Task:
Go through the entries below and pick out every line with "issuer".

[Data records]
..........

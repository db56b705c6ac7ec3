use std::time::Duration;

use constant_time_eq::constant_time_eq;
use jsonwebtoken::{decode, encode, DecodingKey, EncodingKey, Header, Validation};
use sha1::{Digest, Sha1};
use time::{Duration as TimeDuration, OffsetDateTime};
use tracing::debug;
use uuid::Uuid;

use super::claims::LinkClaims;
use crate::{config::LinkConfig, users::repo_types::User};

/// Lowercase hex SHA-1 of the address, the `{hash}` segment of a verification link.
pub fn email_hash(email: &str) -> String {
    hex::encode(Sha1::digest(email.as_bytes()))
}

/// Exact, constant-time match of a presented hash against the user's email hash.
pub fn hash_matches(email: &str, presented: &str) -> bool {
    constant_time_eq(email_hash(email).as_bytes(), presented.as_bytes())
}

/// Signs and checks the `signature` query parameter of verification links.
#[derive(Clone)]
pub struct LinkKeys {
    encoding: EncodingKey,
    decoding: DecodingKey,
    issuer: String,
    audience: String,
    ttl: Duration,
}

impl LinkKeys {
    pub fn new(cfg: &LinkConfig) -> Self {
        Self {
            encoding: EncodingKey::from_secret(cfg.secret.as_bytes()),
            decoding: DecodingKey::from_secret(cfg.secret.as_bytes()),
            issuer: cfg.issuer.clone(),
            audience: cfg.audience.clone(),
            ttl: Duration::from_secs((cfg.ttl_minutes.max(0) as u64) * 60),
        }
    }

    pub fn sign(&self, user_id: Uuid, hash: &str) -> anyhow::Result<String> {
        let now = OffsetDateTime::now_utc();
        let exp = now + TimeDuration::seconds(self.ttl.as_secs() as i64);
        let claims = LinkClaims {
            sub: user_id,
            hash: hash.to_string(),
            iat: now.unix_timestamp() as usize,
            exp: exp.unix_timestamp() as usize,
            iss: self.issuer.clone(),
            aud: self.audience.clone(),
        };
        let token = encode(&Header::default(), &claims, &self.encoding)?;
        debug!(user_id = %user_id, "verification link signed");
        Ok(token)
    }

    pub fn verify(&self, token: &str) -> anyhow::Result<LinkClaims> {
        let mut validation = Validation::default();
        validation.set_audience(std::slice::from_ref(&self.audience));
        validation.set_issuer(std::slice::from_ref(&self.issuer));
        validation.leeway = 0;
        let data = decode::<LinkClaims>(token, &self.decoding, &validation)?;
        Ok(data.claims)
    }

    /// Whether `token` is a live signature for exactly this `id`/`hash` pair.
    pub fn verify_for(&self, token: &str, id: &str, hash: &str) -> bool {
        match self.verify(token) {
            Ok(claims) => claims.sub.to_string() == id && claims.hash == hash,
            Err(e) => {
                debug!(error = %e, "verification link signature rejected");
                false
            }
        }
    }

    /// Absolute, signed verification URL for `user`.
    pub fn verification_url(&self, app_url: &str, user: &User) -> anyhow::Result<String> {
        let hash = email_hash(&user.email);
        let signature = self.sign(user.id, &hash)?;
        Ok(format!(
            "{}/email/verify/{}/{}?signature={}",
            app_url.trim_end_matches('/'),
            user.id,
            hash,
            signature
        ))
    }
}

..........

Exercise output:
    issuer: String,
            issuer: cfg.issuer.clone(),
            iss: self.issuer.clone(),
        validation.set_issuer(std::slice::from_ref(&self.issuer));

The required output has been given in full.